**TASK ITEM**
Your task is to copy all of the data exactly.

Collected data
// SPDX-License-Identifier: MPL-2.0-only

use derive_setters::Setters;
use serde::{Deserialize, Serialize};
use std::{
    io,
    path::{Path, PathBuf},
};

pub const NAME: &str = "visitor-gag";
pub const CONFIG_FILE: &str = "config.ron";

/// Failures while reading or validating the configuration file.
#[derive(Debug, thiserror::Error)]
pub enum ConfigError {
    #[error("failed to read {path}")]
    Read {
        path: PathBuf,
        #[source]
        source: io::Error,
    },
    #[error("failed to parse {path}")]
    Parse {
        path: PathBuf,
        #[source]
        source: ron::error::SpannedError,
    },
    #[error("rerun delay range is empty ({min} ms > {max} ms)")]
    EmptyDelayRange { min: u64, max: u64 },
    #[error("wipe duration must be greater than zero")]
    ZeroWipeDuration,
}

/// Which screen capture path to use.
#[derive(Debug, Deserialize, Serialize, Clone, Copy, Default, PartialEq, Eq)]
pub enum BackendPreference {
    /// Pick the borderless capture API when the OS offers it
    #[default]
    Automatic,
    /// Always use the graphics capture API
    GraphicsCapture,
    /// Always use desktop duplication
    Duplication,
}

/// Distance of the demo placement from the top right corner of the output.
#[derive(Debug, Deserialize, Serialize, Clone, Copy, PartialEq, Eq)]
#[serde(deny_unknown_fields)]
pub struct Margin {
    pub right: i32,
    pub top: i32,
}

impl Default for Margin {
    fn default() -> Self {
        Self {
            right: 100,
            top: 100,
        }
    }
}

/// Inclusive bounds, in milliseconds, of the pause between two appearances.
#[derive(Debug, Deserialize, Serialize, Clone, Copy, PartialEq, Eq)]
#[serde(deny_unknown_fields)]
pub struct DelayRange {
    pub min: u64,
    pub max: u64,
}

impl Default for DelayRange {
    fn default() -> Self {
        Self {
            min: 5_000,
            max: 30_000,
        }
    }
}

#[derive(Debug, Deserialize, Serialize, Clone, PartialEq, Setters)]
#[serde(default, deny_unknown_fields)]
#[must_use]
pub struct Config {
    /// enable the graphics debug layer
    pub debug_layer: bool,
    /// capture backend override
    pub capture_backend: BackendPreference,
    /// place the animation at a fixed spot instead of a random one
    pub demo: bool,
    /// offsets used by demo placement
    pub demo_margin: Margin,
    /// length of the reveal and conceal wipes in milliseconds
    pub wipe_duration_ms: u64,
    /// pause between a conceal and the next reveal
    pub rerun_delay_ms: DelayRange,
}

impl Default for Config {
    fn default() -> Self {
        Self {
            debug_layer: false,
            capture_backend: BackendPreference::default(),
            demo: false,
            demo_margin: Margin::default(),
            wipe_duration_ms: 800,
            rerun_delay_ms: DelayRange::default(),
        }
    }
}

impl Config {
    /// Location of the configuration file, if the platform has a config directory.
    #[must_use]
    pub fn path() -> Option<PathBuf> {
        dirs::config_dir().map(|dir| dir.join(NAME).join(CONFIG_FILE))
    }

    /// Load the user's configuration, falling back to defaults when no file exists.
    ///
    /// # Errors
    ///
    /// Fails if the file exists but cannot be read, parsed or validated.
    pub fn load() -> Result<Self, ConfigError> {
        match Self::path() {
            Some(path) if path.is_file() => Self::load_from(&path),
            _ => {
                tracing::debug!("no config file, using defaults");
                Ok(Self::default())
            }
        }
    }

    /// Load and validate the configuration stored at `path`.
    ///
    /// # Errors
    ///
    /// Fails if the file cannot be read, parsed or validated.
    pub fn load_from(path: &Path) -> Result<Self, ConfigError> {
        let contents = std::fs::read_to_string(path).map_err(|source| ConfigError::Read {
            path: path.to_path_buf(),
            source,
        })?;

        let config = Self::parse(&contents).map_err(|source| ConfigError::Parse {
            path: path.to_path_buf(),
            source,
        })?;

        config.validate()?;
        tracing::debug!(path = %path.display(), "loaded config");
        Ok(config)
    }

    /// Parse a RON document. Missing fields take their default values.
    ///
    /// # Errors
    ///
    /// Fails on malformed RON or unknown fields.
    pub fn parse(contents: &str) -> Result<Self, ron::error::SpannedError> {
        ron::from_str(contents)
    }

    /// Check the invariants serde cannot express.
    ///
    /// # Errors
    ///
    /// Fails on an empty rerun delay range or a zero wipe duration.
    pub fn validate(&self) -> Result<(), ConfigError> {
        let DelayRange { min, max } = self.rerun_delay_ms;
        if min > max {
            return Err(ConfigError::EmptyDelayRange { min, max });
        }

        if self.wipe_duration_ms == 0 {
            return Err(ConfigError::ZeroWipeDuration);
        }

        Ok(())
    }
}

**ANSWER SECTION**
// SPDX-License-Identifier: MPL-2.0-only

use derive_setters::Setters;
use serde::{Deserialize, Serialize};
use std::{
    io,
    path::{Path, PathBuf},
};

pub const NAME: &str = "visitor-gag";
pub const CONFIG_FILE: &str = "config.ron";

/// Failures while reading or validating the configuration file.
#[derive(Debug, thiserror::Error)]
pub enum ConfigError {
    #[error("failed to read {path}")]
    Read {
        path: PathBuf,
        #[source]
        source: io::Error,
    },
    #[error("failed to parse {path}")]
    Parse {
        path: PathBuf,
        #[source]
        source: ron::error::SpannedError,
    },
    #[error("rerun delay range is empty ({min} ms > {max} ms)")]
    EmptyDelayRange { min: u64, max: u64 },
    #[error("wipe duration must be greater than zero")]
    ZeroWipeDuration,
}

/// Which screen capture path to use.
#[derive(Debug, Deserialize, Serialize, Clone, Copy, Default, PartialEq, Eq)]
pub enum BackendPreference {
    /// Pick the borderless capture API when the OS offers it
    #[default]
    Automatic,
    /// Always use the graphics capture API
    GraphicsCapture,
    /// Always use desktop duplication
    Duplication,
}

/// Distance of the demo placement from the top right corner of the output.
#[derive(Debug, Deserialize, Serialize, Clone, Copy, PartialEq, Eq)]
#[serde(deny_unknown_fields)]
pub struct Margin {
    pub right: i32,
    pub top: i32,
}

impl Default for Margin {
    fn default() -> Self {
        Self {
            right: 100,
            top: 100,
        }
    }
}

/// Inclusive bounds, in milliseconds, of the pause between two appearances.
#[derive(Debug, Deserialize, Serialize, Clone, Copy, PartialEq, Eq)]
#[serde(deny_unknown_fields)]
pub struct DelayRange {
    pub min: u64,
    pub max: u64,
}

impl Default for DelayRange {
    fn default() -> Self {
        Self {
            min: 5_000,
            max: 30_000,
        }
    }
}

#[derive(Debug, Deserialize, Serialize, Clone, PartialEq, Setters)]
#[serde(default, deny_unknown_fields)]
#[must_use]
pub struct Config {
    /// enable the graphics debug layer
    pub debug_layer: bool,
    /// capture backend override
    pub capture_backend: BackendPreference,
    /// place the animation at a fixed spot instead of a random one
    pub demo: bool,
    /// offsets used by demo placement
    pub demo_margin: Margin,
    /// length of the reveal and conceal wipes in milliseconds
    pub wipe_duration_ms: u64,
    /// pause between a conceal and the next reveal
    pub rerun_delay_ms: DelayRange,
}

impl Default for Config {
    fn default() -> Self {
        Self {
            debug_layer: false,
            capture_backend: BackendPreference::default(),
            demo: false,
            demo_margin: Margin::default(),
            wipe_duration_ms: 800,
            rerun_delay_ms: DelayRange::default(),
        }
    }
}

impl Config {
    /// Location of the configuration file, if the platform has a config directory.
    #[must_use]
    pub fn path() -> Option<PathBuf> {
        dirs::config_dir().map(|dir| dir.join(NAME).join(CONFIG_FILE))
    }

    /// Load the user's configuration, falling back to defaults when no file exists.
    ///
    /// # Errors
    ///
    /// Fails if the file exists but cannot be read, parsed or validated.
    pub fn load() -> Result<Self, ConfigError> {
        match Self::path() {
            Some(path) if path.is_file() => Self::load_from(&path),
            _ => {
                tracing::debug!("no config file, using defaults");
                Ok(Self::default())
            }
        }
    }

    /// Load and validate the configuration stored at `path`.
    ///
    /// # Errors
    ///
    /// Fails if the file cannot be read, parsed or validated.
    pub fn load_from(path: &Path) -> Result<Self, ConfigError> {
        let contents = std::fs::read_to_string(path).map_err(|source| ConfigError::Read {
            path: path.to_path_buf(),
            source,
        })?;

        let config = Self::parse(&contents).map_err(|source| ConfigError::Parse {
            path: path.to_path_buf(),
            source,
        })?;

        config.validate()?;
        tracing::debug!(path = %path.display(), "loaded config");
        Ok(config)
    }

    /// Parse a RON document. Missing fields take their default values.
    ///
    /// # Errors
    ///
    /// Fails on malformed RON or unknown fields.
    pub fn parse(contents: &str) -> Result<Self, ron::error::SpannedError> {
        ron::from_str(contents)
    }

    /// Check the invariants serde cannot express.
    ///
    /// # Errors
    ///
    /// Fails on an empty rerun delay range or a zero wipe duration.
    pub fn validate(&self) -> Result<(), ConfigError> {
        let DelayRange { min, max } = self.rerun_delay_ms;
        if min > max {
            return Err(ConfigError::EmptyDelayRange { min, max });
        }

        if self.wipe_duration_ms == 0 {
            return Err(ConfigError::ZeroWipeDuration);
        }

        Ok(())
    }
}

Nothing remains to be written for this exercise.